Figure 1. Distinct comprehensive transcriptomics from paired CD8⁺ and CD19⁺ profiles from ccRCC blood, tumors and tissues, and control donor blood isolates.

(A and B) PCA demonstrating distinct DEG profiles from comprehensive HTA 2.0 microarray analyses of (A) CD8⁺ (n = 15) and (B) CD19⁺ (n = 15) immune cell subsets from TILs and TIL-Bs, TIICs, and circulating ptPBLs, and cdPBLs (n = 10). (C) Four-way Venn diagram demonstrating percentage overlaps of DEGs identified by microarrays across different source biospecimens analyzed. (D) Venn diagram showing that ptPBLs have greater numbers of differentially represented exon-exon PSR junctions compared with TILs, relative to TIICs from paired CD8⁺ samples (P < 0.05; ANOVA, Transcriptome Analysis Console v.3, Affymetrix). Thirteen percent of shared PSR junctions exist between ptPBLs and TILs, representing 33% of total genes common to ptPBLs and TILs having shared isoform identity. (E) GO PM proteins identified by Partek and unsupervised hierarchical clustering algorithm-generated heatmaps demonstrating that the 4 different CD8⁺ isolates are stratified according to PM, using log₂ expression values applying the Euclidean distance metric and complete linkage clustering method (R programming language; R-studio).

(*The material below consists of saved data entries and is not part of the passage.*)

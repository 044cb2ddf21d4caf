use std::collections::HashMap;

use serde::{Deserialize, Serialize};

/// REST API version spoken by this client.
pub const API_VERSION: &str = "1.0";

/// Resource class under which containers are reported.
pub const CONTAINERS: &str = "containers";

/// Kind of a response envelope.
#[derive(Debug, Clone, Copy, Serialize, Deserialize, PartialEq, Eq)]
#[serde(rename_all = "lowercase")]
pub enum ResponseType {
    Sync,
    Async,
    Error,
}

/// Standard response envelope returned by every endpoint.
#[derive(Debug, Clone, Serialize, Deserialize)]
pub struct Response {
    #[serde(rename = "type")]
    pub kind: ResponseType,
    #[serde(default)]
    pub status: String,
    #[serde(default)]
    pub status_code: u16,
    /// URL of the background operation (async responses only).
    #[serde(default)]
    pub operation: String,
    /// Resources affected by the request, keyed by resource class.
    #[serde(default, skip_serializing_if = "Option::is_none")]
    pub resources: Option<HashMap<String, Vec<String>>>,
    #[serde(default)]
    pub metadata: serde_json::Value,
    #[serde(default)]
    pub error_code: u16,
    #[serde(default)]
    pub error: String,
}

impl Response {
    /// Returns `true` for error envelopes.
    #[must_use]
    pub fn is_error(&self) -> bool {
        self.kind == ResponseType::Error
    }
}

/// Where a new container's root filesystem comes from.
#[derive(Debug, Clone, Serialize, Deserialize, PartialEq, Eq)]
pub struct ContainerSource {
    /// Always `"image"` for launches.
    #[serde(rename = "type")]
    pub kind: String,
    /// Image alias or fingerprint.
    pub alias: String,
    /// Address of the remote hosting the image, when it isn't the target.
    #[serde(default, skip_serializing_if = "Option::is_none")]
    pub server: Option<String>,
}

impl ContainerSource {
    #[must_use]
    pub fn image(alias: &str, server: Option<&str>) -> Self {
        Self {
            kind: "image".to_string(),
            alias: alias.to_string(),
            server: server.map(str::to_owned),
        }
    }
}

/// Body of `POST /1.0/containers`.
///
/// `profiles` is tri-state on the wire: an absent key lets the server apply
/// its default profile set, an empty array applies no profile at all.
#[derive(Debug, Clone, Serialize, Deserialize, PartialEq, Eq)]
pub struct ContainersPost {
    #[serde(default, skip_serializing_if = "Option::is_none")]
    pub name: Option<String>,
    #[serde(default, skip_serializing_if = "Option::is_none")]
    pub profiles: Option<Vec<String>>,
    pub source: ContainerSource,
}

/// Body of `PUT /1.0/containers/<name>/state`.
#[derive(Debug, Clone, Serialize, Deserialize, PartialEq, Eq)]
pub struct ContainerStatePut {
    pub action: String,
    /// Seconds to wait, `-1` waits forever.
    pub timeout: i32,
    pub force: bool,
    pub stateful: bool,
}

impl ContainerStatePut {
    /// Plain start: no timeout, no forced action, no stateful restore.
    #[must_use]
    pub fn start() -> Self {
        Self {
            action: "start".to_string(),
            timeout: -1,
            force: false,
            stateful: false,
        }
    }
}

/// Path of the containers collection.
#[must_use]
pub fn containers_path() -> String {
    format!("/{API_VERSION}/{CONTAINERS}")
}

/// Path of a single container, as reported in `resources`.
#[must_use]
pub fn container_path(name: &str) -> String {
    format!("/{API_VERSION}/{CONTAINERS}/{name}")
}

/// Path of a single container's state endpoint.
#[must_use]
pub fn container_state_path(name: &str) -> String {
    format!("/{API_VERSION}/{CONTAINERS}/{name}/state")
}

Heatmaps demonstrate the unsupervised clustering of PBL isolates as most closely related, with TILs and TIICs at their boundaries, suggesting that their profiles may be influenced by the cancer microenvironment. (F) Feasibility of using PM-associated proteins toward identifying pan-cancer DEGs that can stratify patients is demonstrated by PCA biplots of PM DEGs from CD8⁺ cdPBL and ptPBL isolates created on log₂ values using the biplot function (R; R-studio). diff., differential; id., identity; PSR, probe-selected region.